La Corte territoriale, oltre ad aver fatto espresso riferimento alla ricostruzione della vicenda e alle logiche conclusioni da parte del primo giudice, ha rilevato come la responsabilità dell’imputato per il delitto ascrittogli possa essere individuata in una qualsiasi fase dell’iter criminis e, quindi, anche in un movimento corporeo atto a nascondere alla persona offesa movimenti del corpo, evidenziando come tra l’imputato e la parte offesa vi fosse un pregresso rapporto di amicizia e di affari, ritenendo, con valutazione logica, che sia stato proprio il M. ad avere convinto lo G. ad effettuare l’operazione rilevatasi truffaldina.

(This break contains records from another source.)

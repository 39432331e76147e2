//! Content items: one authored instance rendered through its type's templates.

use chrono::{DateTime, Utc};
use serde::{Deserialize, Serialize};

use super::{ContentType, CustomData};

/// A content item record.
///
/// `name` is computed from the type's title template and never authored
/// directly. `is_sample` marks synthetic preview items built while a type is
/// being configured; those are never persisted.
#[derive(Debug, Clone, PartialEq, Serialize, Deserialize)]
pub struct ContentItem {
    pub id: i64,
    /// Owning course.
    pub course_id: i64,
    pub type_id: i64,
    #[serde(default)]
    pub name: String,
    #[serde(default)]
    pub custom_data: CustomData,
    #[serde(skip)]
    pub is_sample: bool,
    pub time_created: DateTime<Utc>,
    pub time_modified: DateTime<Utc>,
}

impl ContentItem {
    /// New, not yet persisted item (id 0).
    pub fn new(course_id: i64, type_id: i64) -> Self {
        let now = Utc::now();
        Self {
            id: 0,
            course_id,
            type_id,
            name: String::new(),
            custom_data: CustomData::new(),
            is_sample: false,
            time_created: now,
            time_modified: now,
        }
    }

    /// Synthetic preview item for a content type.
    pub fn sample(content_type: &ContentType) -> Self {
        let mut item = Self::new(0, content_type.id);
        item.name = content_type.name.clone();
        item.is_sample = true;
        item
    }

    /// Whether the item exists in the store.
    pub fn is_persisted(&self) -> bool {
        !self.is_sample && self.id > 0
    }
}
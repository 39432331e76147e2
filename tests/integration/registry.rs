//! Registry population with plugin contributions.

use anyhow::Result;
use std::sync::Arc;

use cms_engine::core::RegistryError;
use cms_engine::datasource::{CacheStrategy, DataSourceContext, DataSourceRegistry};
use cms_engine::models::ContentType;
use cms_engine::test_utils::{CountingFactory, StaticPlugin, test_services};

#[test]
fn test_plugin_sources_registered_after_builtins() {
    let plugin = StaticPlugin::new("local_weather")
        .with_factory("weather", Arc::new(CountingFactory::new("weather", CacheStrategy::Null)));
    let registry = DataSourceRegistry::with_builtins().with_plugin(Arc::new(plugin));
    assert!(registry.register().is_ok());
    assert_eq!(
        registry.short_names(),
        vec!["site", "fields", "images", "roles", "userlist", "weather"]
    );
}

#[test]
fn test_collision_with_builtin_keeps_first_registration() -> Result<()> {
    let plugin = StaticPlugin::new("local_clash")
        .with_factory("site", Arc::new(CountingFactory::new("site", CacheStrategy::Revision)));
    let registry = DataSourceRegistry::with_builtins().with_plugin(Arc::new(plugin));

    let err = registry.register().unwrap_err();
    assert_eq!(
        err,
        RegistryError::DuplicateShortName {
            short_name: "site".to_string()
        }
    );
    // The failure is sticky and reported again on every call.
    assert_eq!(registry.register().unwrap_err(), err);

    // Built-ins registered before the clash stay usable.
    assert!(!registry.is_empty());
    assert!(registry.contains("site"));
    let services = test_services();
    let ctx = DataSourceContext::for_type(services, ContentType::new("Any"));
    assert_eq!(registry.create("site", &ctx)?.cache_strategy(), CacheStrategy::Null);
    Ok(())
}

#[test]
fn test_add_duplicate_leaves_registry_unchanged() {
    let registry = DataSourceRegistry::with_builtins();
    registry.register().unwrap();
    let before = registry.short_names();

    let err = registry
        .add(Arc::new(CountingFactory::new("fields", CacheStrategy::Null)))
        .unwrap_err();
    assert!(matches!(err, RegistryError::DuplicateShortName { .. }));
    assert_eq!(registry.short_names(), before);
}

#[test]
fn test_declared_but_missing_implementation() {
    let plugin = StaticPlugin::new("local_ghost").declaring("ghost");
    let registry = DataSourceRegistry::with_builtins().with_plugin(Arc::new(plugin));
    assert_eq!(
        registry.register().unwrap_err(),
        RegistryError::MissingImplementation {
            component: "local_ghost".to_string(),
            short_name: "ghost".to_string()
        }
    );
}

#[test]
fn test_malformed_short_name_is_invalid() {
    let plugin = StaticPlugin::new("local_bad")
        .with_factory("Bad-Name", Arc::new(CountingFactory::new("Bad-Name", CacheStrategy::Null)));
    let registry = DataSourceRegistry::with_builtins().with_plugin(Arc::new(plugin));
    assert!(matches!(
        registry.register(),
        Err(RegistryError::InvalidImplementation { .. })
    ));
}
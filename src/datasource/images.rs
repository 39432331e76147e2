//! Image set: uploaded images owned by the content type.
//!
//! Files live in the `mod_cms/cms_type_images` area keyed by the type id, so the
//! data never depends on the item. Templates see `images.<name>` (file name
//! without extension) holding the public URL.

use anyhow::{Context, Result};
use serde::{Deserialize, Serialize};
use serde_json::{Map, Value, json};

use super::{
    CacheStrategy, DataSource, DataSourceContext, FormBuilder, FormField, FormFieldKind,
    FormFiles, FormSubmission, ValidationError,
};
use crate::backup::RestoreTask;
use crate::services::{FileArea, SYSTEM_CONTEXT_ID, StoredFile, files::hex_bytes};

pub const COMPONENT: &str = "mod_cms";
pub const FILE_AREA: &str = "cms_type_images";
/// Config form field receiving the uploads.
pub const IMAGES_FIELD: &str = "images";

const ACCEPTED_EXTENSIONS: [&str; 5] = ["png", "jpg", "jpeg", "gif", "svg"];

/// One image in an export or backup document.
#[derive(Debug, Clone, PartialEq, Eq, Serialize, Deserialize)]
struct ImageDocument {
    filename: String,
    #[serde(with = "hex_bytes")]
    content: Vec<u8>,
}

pub struct ImagesDataSource {
    ctx: DataSourceContext,
}

impl ImagesDataSource {
    pub fn new(ctx: DataSourceContext) -> Self {
        Self {
            ctx,
        }
    }

    pub fn file_area(type_id: i64) -> FileArea {
        FileArea::new(SYSTEM_CONTEXT_ID, COMPONENT, FILE_AREA, type_id)
    }

    fn area(&self) -> FileArea {
        Self::file_area(self.ctx.type_id())
    }

    fn files(&self) -> Result<Vec<StoredFile>> {
        self.ctx.services().files.list(&self.area())
    }

    fn replace_files(&self, documents: Vec<ImageDocument>) -> Result<()> {
        let area = self.area();
        let files = &self.ctx.services().files;
        files.delete_area(&area)?;
        for doc in documents {
            files.put(&area, StoredFile::new(doc.filename, doc.content))?;
        }
        Ok(())
    }
}

fn stem(filename: &str) -> &str {
    filename.rsplit_once('.').map_or(filename, |(stem, _)| stem)
}

fn extension(filename: &str) -> Option<String> {
    filename.rsplit_once('.').map(|(_, ext)| ext.to_ascii_lowercase())
}

impl DataSource for ImagesDataSource {
    fn short_name(&self) -> &str {
        "images"
    }

    fn display_name(&self) -> String {
        "Images".to_string()
    }

    fn context(&self) -> &DataSourceContext {
        &self.ctx
    }

    fn get_data(&self) -> Result<Value> {
        let area = self.area();
        let wwwroot = &self.ctx.services().site.wwwroot;
        let mut data = Map::new();
        for file in self.files()? {
            data.insert(stem(&file.filename).to_string(), json!(area.url(wwwroot, &file.filename)));
        }
        Ok(Value::Object(data))
    }

    fn cache_strategy(&self) -> CacheStrategy {
        CacheStrategy::Hash
    }

    // The file set belongs to the type; items never change it.
    fn get_instance_cache_key(&self) -> Result<Option<String>> {
        Ok(Some(String::new()))
    }

    fn update_instance_cache_key(&self) -> Result<()> {
        Ok(())
    }

    fn config_hash_source(&self) -> Result<Value> {
        let files: Vec<Value> = self
            .files()?
            .iter()
            .map(|f| json!({"filename": f.filename, "contenthash": f.contenthash}))
            .collect();
        Ok(json!({"type_id": self.ctx.type_id(), "files": files}))
    }

    fn config_form_definition(&self, form: &mut FormBuilder) -> Result<()> {
        form.header("images_header", "Images").add(FormField::new(
            IMAGES_FIELD,
            "Images",
            FormFieldKind::Filemanager {
                accepted: ACCEPTED_EXTENSIONS.iter().map(|e| format!(".{e}")).collect(),
            },
        ));
        Ok(())
    }

    fn config_form_validation(
        &self,
        _data: &super::FormData,
        files: &FormFiles,
    ) -> Vec<ValidationError> {
        files
            .get(IMAGES_FIELD)
            .unwrap_or_default()
            .iter()
            .filter(|f| {
                extension(&f.filename).is_none_or(|ext| !ACCEPTED_EXTENSIONS.contains(&ext.as_str()))
            })
            .map(|f| {
                ValidationError::new(IMAGES_FIELD, format!("'{}' is not an image", f.filename))
            })
            .collect()
    }

    fn config_on_update(&self, submission: &FormSubmission) -> Result<()> {
        if let Some(uploads) = submission.files.get(IMAGES_FIELD) {
            self.replace_files(
                uploads
                    .iter()
                    .map(|u| ImageDocument {
                        filename: u.filename.clone(),
                        content: u.content.clone(),
                    })
                    .collect(),
            )?;
        }
        self.update_config_cache_key()
    }

    fn config_on_delete(&self) -> Result<()> {
        let removed = self.ctx.services().files.delete_area(&self.area())?;
        tracing::debug!("Removed {removed} image(s) of type {}", self.ctx.type_id());
        Ok(())
    }

    fn config_export(&self) -> Result<Option<Value>> {
        let files = self.files()?;
        if files.is_empty() {
            return Ok(None);
        }
        let documents: Vec<ImageDocument> = files
            .into_iter()
            .map(|f| ImageDocument {
                filename: f.filename,
                content: f.content,
            })
            .collect();
        Ok(Some(serde_json::to_value(documents)?))
    }

    fn config_import(&self, document: &Value) -> Result<()> {
        let documents: Vec<ImageDocument> =
            serde_json::from_value(document.clone()).context("Invalid image list")?;
        self.replace_files(documents)?;
        self.update_config_cache_key()
    }

    fn config_restore(&self, section: &Value, task: &mut RestoreTask) -> Result<()> {
        let documents: Vec<ImageDocument> =
            serde_json::from_value(section.clone()).context("Invalid image list in backup")?;
        self.replace_files(documents)?;
        task.defer_config_key_refresh(self.short_name(), self.ctx.type_id());
        Ok(())
    }
}

#[cfg(test)]
mod tests {
    use super::*;
    use crate::datasource::{FormData, UploadedFile};
    use crate::models::ContentType;
    use crate::store::Repository;
    use crate::test_utils::test_services;

    fn upload(names: &[&str]) -> FormSubmission {
        let mut files = FormFiles::new();
        for name in names {
            files.add(IMAGES_FIELD, UploadedFile::new(*name, name.as_bytes().to_vec()));
        }
        FormSubmission::new(FormData::new()).with_files(files)
    }

    #[test]
    fn test_urls_keyed_by_stem() -> Result<()> {
        let services = test_services();
        let content_type = services
            .store
            .types
            .create(ContentType::new("Gallery").with_datasources(["images"]))?;
        let ds = ImagesDataSource::new(DataSourceContext::for_type(services, content_type.clone()));
        ds.config_on_update(&upload(&["logo.png", "banner.jpg"]))?;

        let data = ds.get_data()?;
        assert_eq!(
            data["logo"],
            format!(
                "https://learn.example.com/pluginfile.php/1/mod_cms/cms_type_images/{}/logo.png",
                content_type.id
            )
        );
        assert!(data.get("banner").is_some());
        assert_eq!(ds.get_instance_cache_key()?, Some(String::new()));
        Ok(())
    }

    #[test]
    fn test_config_key_follows_file_set() -> Result<()> {
        let services = test_services();
        let content_type = services.store.types.create(ContentType::new("Gallery"))?;
        let ds = ImagesDataSource::new(DataSourceContext::for_type(services, content_type));

        ds.config_on_update(&upload(&["a.png"]))?;
        let first = ds.get_config_cache_key()?;
        ds.config_on_update(&upload(&["a.png", "b.png"]))?;
        let second = ds.get_config_cache_key()?;
        assert!(first.is_some());
        assert_ne!(first, second);
        Ok(())
    }

    #[test]
    fn test_rejects_non_images() -> Result<()> {
        let services = test_services();
        let ds = ImagesDataSource::new(DataSourceContext::for_type(
            services,
            ContentType::new("Gallery"),
        ));
        let submission = upload(&["notes.txt", "ok.svg"]);
        let errors = ds.config_form_validation(&submission.data, &submission.files);
        assert_eq!(errors.len(), 1);
        assert!(errors[0].message.contains("notes.txt"));
        Ok(())
    }

    #[test]
    fn test_delete_removes_files() -> Result<()> {
        let services = test_services();
        let content_type = services.store.types.create(ContentType::new("Gallery"))?;
        let ds = ImagesDataSource::new(DataSourceContext::for_type(
            services.clone(),
            content_type.clone(),
        ));
        ds.config_on_update(&upload(&["a.png"]))?;
        ds.config_on_delete()?;
        assert!(services.files.list(&ImagesDataSource::file_area(content_type.id))?.is_empty());
        Ok(())
    }
}
//! Tests for the renderer and the content managers.

use anyhow::Result;
use serde_json::json;
use std::sync::Arc;

use crate::cache::{MemoryContentCache, content_area};
use crate::content::{ContentManager, ContentTypeManager, Renderer};
use crate::core::CmsError;
use crate::datasource::{CacheStrategy, FormData, FormSubmission};
use crate::datasource::userlist::{COLUMNS_FIELD, ROWS_FIELD};
use crate::models::ContentType;
use crate::services::Services;
use crate::store::Repository;
use crate::test_utils::{CountingFactory, services_with_factory, test_services};

fn with_cache(mut services: Services) -> (Services, Arc<MemoryContentCache>) {
    let cache = Arc::new(MemoryContentCache::new());
    services.cache = cache.clone();
    (services, cache)
}

fn empty() -> FormSubmission {
    FormSubmission::default()
}

#[test]
fn test_site_template_renders_and_hits_cache() -> Result<()> {
    let factory = CountingFactory::new("counter", CacheStrategy::Revision);
    let (services, cache) = with_cache(services_with_factory(factory.clone()));

    let types = ContentTypeManager::new(services.clone());
    let content_type = types.create(
        ContentType::new("Banner")
            .with_body("<p>{{site.fullname}}</p>")
            .with_datasources(["counter"]),
        &empty(),
    )?;
    let item = ContentManager::new(services.clone()).create(content_type.id, 1, &empty())?;

    let renderer = Renderer::for_content(services.clone(), item.id)?;
    assert_eq!(renderer.get_html()?, "<p>Acme</p>");
    let calls_after_first = factory.calls();
    assert_eq!(renderer.get_html()?, "<p>Acme</p>");

    assert_eq!(factory.calls(), calls_after_first);
    let (hits, misses) = cache.stats();
    assert!(hits >= 1);
    assert!(misses >= 1);
    assert_eq!(cache.area_len(&content_area(content_type.id)), 1);
    Ok(())
}

#[test]
fn test_null_source_vetoes_content_cache() -> Result<()> {
    let factory = CountingFactory::new("volatile", CacheStrategy::Null);
    let (services, cache) = with_cache(services_with_factory(factory.clone()));

    let content_type = ContentTypeManager::new(services.clone()).create(
        ContentType::new("Live").with_body("{{ volatile.value }}").with_datasources(["volatile"]),
        &empty(),
    )?;
    let item = ContentManager::new(services.clone()).create(content_type.id, 1, &empty())?;
    cache.clear();

    let renderer = Renderer::for_content(services, item.id)?;
    assert_eq!(renderer.get_cache_key()?, None);
    assert_eq!(renderer.get_html()?, "counted");
    assert_eq!(renderer.get_html()?, "counted");
    assert_eq!(factory.calls(), 2);
    assert_eq!(cache.stats(), (0, 0));
    assert_eq!(cache.writes(), 0);
    Ok(())
}

#[test]
fn test_data_tree_shape() -> Result<()> {
    let services = test_services();
    let content_type = ContentTypeManager::new(services.clone()).create(
        ContentType::new("Page").with_title("{{ site.shortname }} page"),
        &empty(),
    )?;
    let item = ContentManager::new(services.clone()).create(content_type.id, 1, &empty())?;
    assert_eq!(item.name, "acme page");

    let data = Renderer::for_content(services, item.id)?.get_data()?;
    assert_eq!(data["name"], "acme page");
    assert_eq!(data["site"]["fullname"], "Acme");
    let debug = data["debug"].as_str().unwrap_or_default();
    assert!(debug.contains("\"fullname\": \"Acme\""));
    Ok(())
}

#[test]
fn test_sample_items_skip_cache() -> Result<()> {
    let (services, cache) = with_cache(test_services());
    let content_type = ContentType::new("Draft").with_body("<b>{{ name }}</b>");
    let html = ContentTypeManager::new(services).preview(&content_type)?;
    assert_eq!(html, "<b>Draft</b>");
    assert_eq!(cache.writes(), 0);
    assert_eq!(cache.stats(), (0, 0));
    Ok(())
}

#[test]
fn test_userlist_edit_changes_key_and_output() -> Result<()> {
    let (services, _) = with_cache(test_services());
    let types = ContentTypeManager::new(services.clone());
    let content_type = types.create(
        ContentType::new("Team")
            .with_body("{% for r in userlist %}{{ r.name }};{% endfor %}")
            .with_datasources(["userlist"]),
        &FormSubmission::new(
            [(COLUMNS_FIELD, json!([{"shortname": "name"}]))].into_iter().collect::<FormData>(),
        ),
    )?;
    let contents = ContentManager::new(services.clone());
    let rows = |names: &[&str]| {
        let rows: Vec<_> = names.iter().map(|n| json!({"name": n})).collect();
        FormSubmission::new([(ROWS_FIELD, json!(rows))].into_iter().collect())
    };
    let item = contents.create(content_type.id, 1, &rows(&["Ann"]))?;
    let first_key = Renderer::for_content(services.clone(), item.id)?.get_cache_key()?;
    assert_eq!(contents.render(item.id)?, "Ann;");

    contents.update(item.id, &rows(&["Ann", "Bo"]))?;
    let second_key = Renderer::for_content(services.clone(), item.id)?.get_cache_key()?;
    assert_ne!(first_key, second_key);
    assert_eq!(contents.render(item.id)?, "Ann;Bo;");
    Ok(())
}

#[test]
fn test_type_update_purges_rendered_content() -> Result<()> {
    let (services, cache) = with_cache(test_services());
    let types = ContentTypeManager::new(services.clone());
    let content_type = types.create(ContentType::new("Page").with_body("v1"), &empty())?;
    let item = ContentManager::new(services.clone()).create(content_type.id, 1, &empty())?;
    assert_eq!(ContentManager::new(services.clone()).render(item.id)?, "v1");

    let mut edited = services.store.get_type(content_type.id)?;
    edited.body_template = "v2".to_string();
    types.update(edited, &empty())?;
    assert_eq!(cache.area_len(&content_area(content_type.id)), 0);
    assert_eq!(ContentManager::new(services).render(item.id)?, "v2");
    Ok(())
}

#[test]
fn test_type_in_use_cannot_be_deleted() -> Result<()> {
    let services = test_services();
    let types = ContentTypeManager::new(services.clone());
    let contents = ContentManager::new(services.clone());
    let content_type = types.create(ContentType::new("Page"), &empty())?;
    let item = contents.create(content_type.id, 1, &empty())?;

    let err = types.delete(content_type.id).unwrap_err();
    assert!(matches!(err.downcast_ref::<CmsError>(), Some(CmsError::TypeInUse { count: 1, .. })));

    contents.delete(item.id)?;
    types.delete(content_type.id)?;
    assert!(services.store.types.get(content_type.id)?.is_none());
    Ok(())
}

#[test]
fn test_unknown_datasource_rejected() {
    let services = test_services();
    let types = ContentTypeManager::new(services);
    let result = types.create(ContentType::new("Odd").with_datasources(["nope"]), &empty());
    assert!(result.is_err());
}

#[test]
fn test_variable_list_and_table() -> Result<()> {
    let services = test_services();
    let renderer = Renderer::for_sample(services, ContentType::new("Intro"));
    let variables = renderer.get_variable_list()?;
    let paths: Vec<&str> = variables.iter().map(|(p, _)| p.as_str()).collect();
    assert_eq!(paths, vec!["name", "site.fullname", "site.shortname", "site.wwwroot"]);

    let table = renderer.get_data_as_table()?;
    assert!(table.contains("<td>{{site.fullname}}</td><td>Acme</td>"));
    Ok(())
}
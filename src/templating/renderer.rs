//! Template rendering engine with Tera.
//!
//! This module provides the [`TemplateEngine`] seam the content renderer talks
//! to, and [`TeraEngine`], the implementation wired in by default. Failures are
//! parsed into structured [`TemplateError`]s with line context and variable
//! suggestions.

use regex::Regex;
use serde_json::Value;
use strsim::levenshtein;
use tera::{Context as TeraContext, Tera};

use super::error::{ErrorLocation, TemplateError, TemplateKind};
use super::variables::flatten;

/// Maximum allowed Levenshtein distance as a percentage of target length for suggestions.
/// This represents a 50% similarity threshold for variable name suggestions.
const SIMILARITY_THRESHOLD_PERCENT: usize = 50;

/// Context information about the current rendering operation
#[derive(Debug, Clone)]
pub struct RenderingMetadata {
    /// Name of the content type whose template is rendered
    pub content_type: String,
    pub template: TemplateKind,
    /// Content item being rendered; `None` for previews
    pub content_id: Option<i64>,
}

/// Renders a template string against a data tree.
///
/// Implementations must be pure: the same template and data always produce the
/// same output, and rendering has no side effects. Nested fields are addressed
/// with dotted paths (`{{ site.fullname }}`).
pub trait TemplateEngine: Send + Sync {
    fn render(
        &self,
        template: &str,
        data: &Value,
        metadata: &RenderingMetadata,
    ) -> Result<String, TemplateError>;
}

/// Template engine backed by Tera one-off templates.
///
/// A fresh template is compiled per render; nothing is registered globally,
/// so templates cannot include or extend each other.
#[derive(Debug, Clone)]
pub struct TeraEngine {
    /// HTML-escape interpolated values (mustache semantics)
    autoescape: bool,
}

impl Default for TeraEngine {
    fn default() -> Self {
        Self::new(true)
    }
}

impl TeraEngine {
    pub fn new(autoescape: bool) -> Self {
        Self {
            autoescape,
        }
    }

    /// Parse a Tera error into a structured TemplateError
    fn parse_tera_error(
        error: &tera::Error,
        template_content: &str,
        data: &Value,
        metadata: &RenderingMetadata,
    ) -> TemplateError {
        let line_number = Self::extract_line_from_tera_error(error);

        let context_lines = line_number
            .map(|line| Self::extract_context_lines(template_content, line, 2))
            .filter(|lines| !lines.is_empty());

        let location = Box::new(ErrorLocation {
            content_type: metadata.content_type.clone(),
            template: metadata.template,
            content_id: metadata.content_id,
            line_number,
            context_lines,
        });

        let message = Self::format_tera_error(error);
        if message.contains("Variable") && message.contains("not found") {
            if let Some(name) = Self::extract_variable_name(&message) {
                let available_variables: Vec<String> =
                    flatten(data).into_iter().map(|(path, _)| path).collect();
                let suggestions = Self::find_similar_variables(&name, &available_variables);
                return TemplateError::VariableNotFound {
                    variable: name,
                    available_variables: Box::new(available_variables),
                    suggestions: Box::new(suggestions),
                    location,
                };
            }
        }

        TemplateError::SyntaxError {
            message,
            location,
        }
    }

    /// Extract variable name from "Variable `foo` not found" message
    fn extract_variable_name(error_msg: &str) -> Option<String> {
        let re = Regex::new(r"Variable `([^`]+)` not found").ok()?;
        re.captures(error_msg).and_then(|caps| caps.get(1)).map(|m| m.as_str().to_string())
    }

    /// Find similar variable names using Levenshtein distance
    fn find_similar_variables(target: &str, available: &[String]) -> Vec<String> {
        let mut scored: Vec<_> = available
            .iter()
            .map(|var| {
                let distance = levenshtein(target, var);
                (var.clone(), distance)
            })
            .collect();

        scored.sort_by_key(|(_, dist)| *dist);

        // Return top 3 suggestions within reasonable distance
        scored
            .into_iter()
            .filter(|(_, dist)| *dist <= target.len() * SIMILARITY_THRESHOLD_PERCENT / 100)
            .take(3)
            .map(|(var, _)| var)
            .collect()
    }

    /// Extract context lines around an error location
    ///
    /// Returns up to `context_size` lines before and after the error line,
    /// along with their line numbers (1-indexed).
    fn extract_context_lines(
        content: &str,
        error_line: usize,
        context_size: usize,
    ) -> Vec<(usize, String)> {
        let lines: Vec<&str> = content.lines().collect();
        let total_lines = lines.len();

        // Tera uses 1-indexed line numbers
        if error_line == 0 || error_line > total_lines {
            return Vec::new();
        }

        let start = error_line.saturating_sub(context_size + 1);
        let end = (error_line + context_size).min(total_lines);

        lines[start..end]
            .iter()
            .enumerate()
            .map(|(idx, line)| (start + idx + 1, line.to_string()))
            .collect()
    }

    /// Extract line number from Tera error message
    ///
    /// Tera includes line:column information in parse error messages.
    /// Examples: "1:7", "15:23", "864:1"
    fn extract_line_from_tera_error(error: &tera::Error) -> Option<usize> {
        let error_msg = format!("{:?}", error);

        let re = Regex::new(r"(\d+):(\d+)").ok()?;
        re.captures(&error_msg)
            .and_then(|caps| caps.get(1))
            .and_then(|line| line.as_str().parse::<usize>().ok())
    }

    /// Format a Tera error, walking the source chain and hiding the internal
    /// one-off template name.
    pub fn format_tera_error(error: &tera::Error) -> String {
        use std::error::Error;

        let mut all_messages = vec![error.to_string()];
        let mut current_error: Option<&dyn Error> = error.source();
        while let Some(err) = current_error {
            all_messages.push(err.to_string());
            current_error = err.source();
        }

        let messages: Vec<String> = all_messages
            .into_iter()
            .map(|msg| {
                msg.replace("while rendering '__tera_one_off'", "")
                    .replace("Failed to render '__tera_one_off'", "Template rendering failed")
                    .replace("Failed to parse '__tera_one_off'", "Template syntax error")
                    .replace("'__tera_one_off'", "template")
                    .trim()
                    .to_string()
            })
            .filter(|cleaned| {
                !cleaned.is_empty()
                    && cleaned != "Template rendering failed"
                    && cleaned != "Template syntax error"
            })
            .collect();

        if messages.is_empty() {
            "Template syntax error (see details above)".to_string()
        } else {
            messages.join("\n  -> ")
        }
    }
}

impl TemplateEngine for TeraEngine {
    fn render(
        &self,
        template: &str,
        data: &Value,
        metadata: &RenderingMetadata,
    ) -> Result<String, TemplateError> {
        tracing::debug!(
            content_type = %metadata.content_type,
            template = %metadata.template,
            "rendering template"
        );

        let context = TeraContext::from_value(data.clone()).map_err(|e| {
            TemplateError::SyntaxError {
                message: format!("Template data must be an object: {e}"),
                location: Box::new(ErrorLocation {
                    content_type: metadata.content_type.clone(),
                    template: metadata.template,
                    content_id: metadata.content_id,
                    line_number: None,
                    context_lines: None,
                }),
            }
        })?;

        Tera::one_off(template, &context, self.autoescape)
            .map_err(|e| Self::parse_tera_error(&e, template, data, metadata))
    }
}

2) A seguito della valutazione del comportamento delle parti e delle modalità di commissione del reato la Corte ha ritenuto di confermare la sentenza "in ogni suo aspetto", ricompresa implicitamente anche la pena comminata, peraltro in termini minimi (mesi sei di reclusione Euro 200 di multa) in continuazione sulla precedente sentenza, oltre a rimettere, del tutto legittimamente, al giudice dell’esecuzione l’eventuale applicazione dell’indulto. Conclusivamente il ricorso va rigettato.

Ai sensi dell’art. 616 c.p.p., con il provvedimento che rigetta il ricorso, la parte privata che lo ha proposto deve essere condannata al pagamento delle spese del procedimento.

P.Q.M.

Rigetta il ricorso e condanna il ricorrente al pagamento delle spese processuali.

Testo non ufficiale. La sola stampa del bollettino ufficiale ha carattere legale.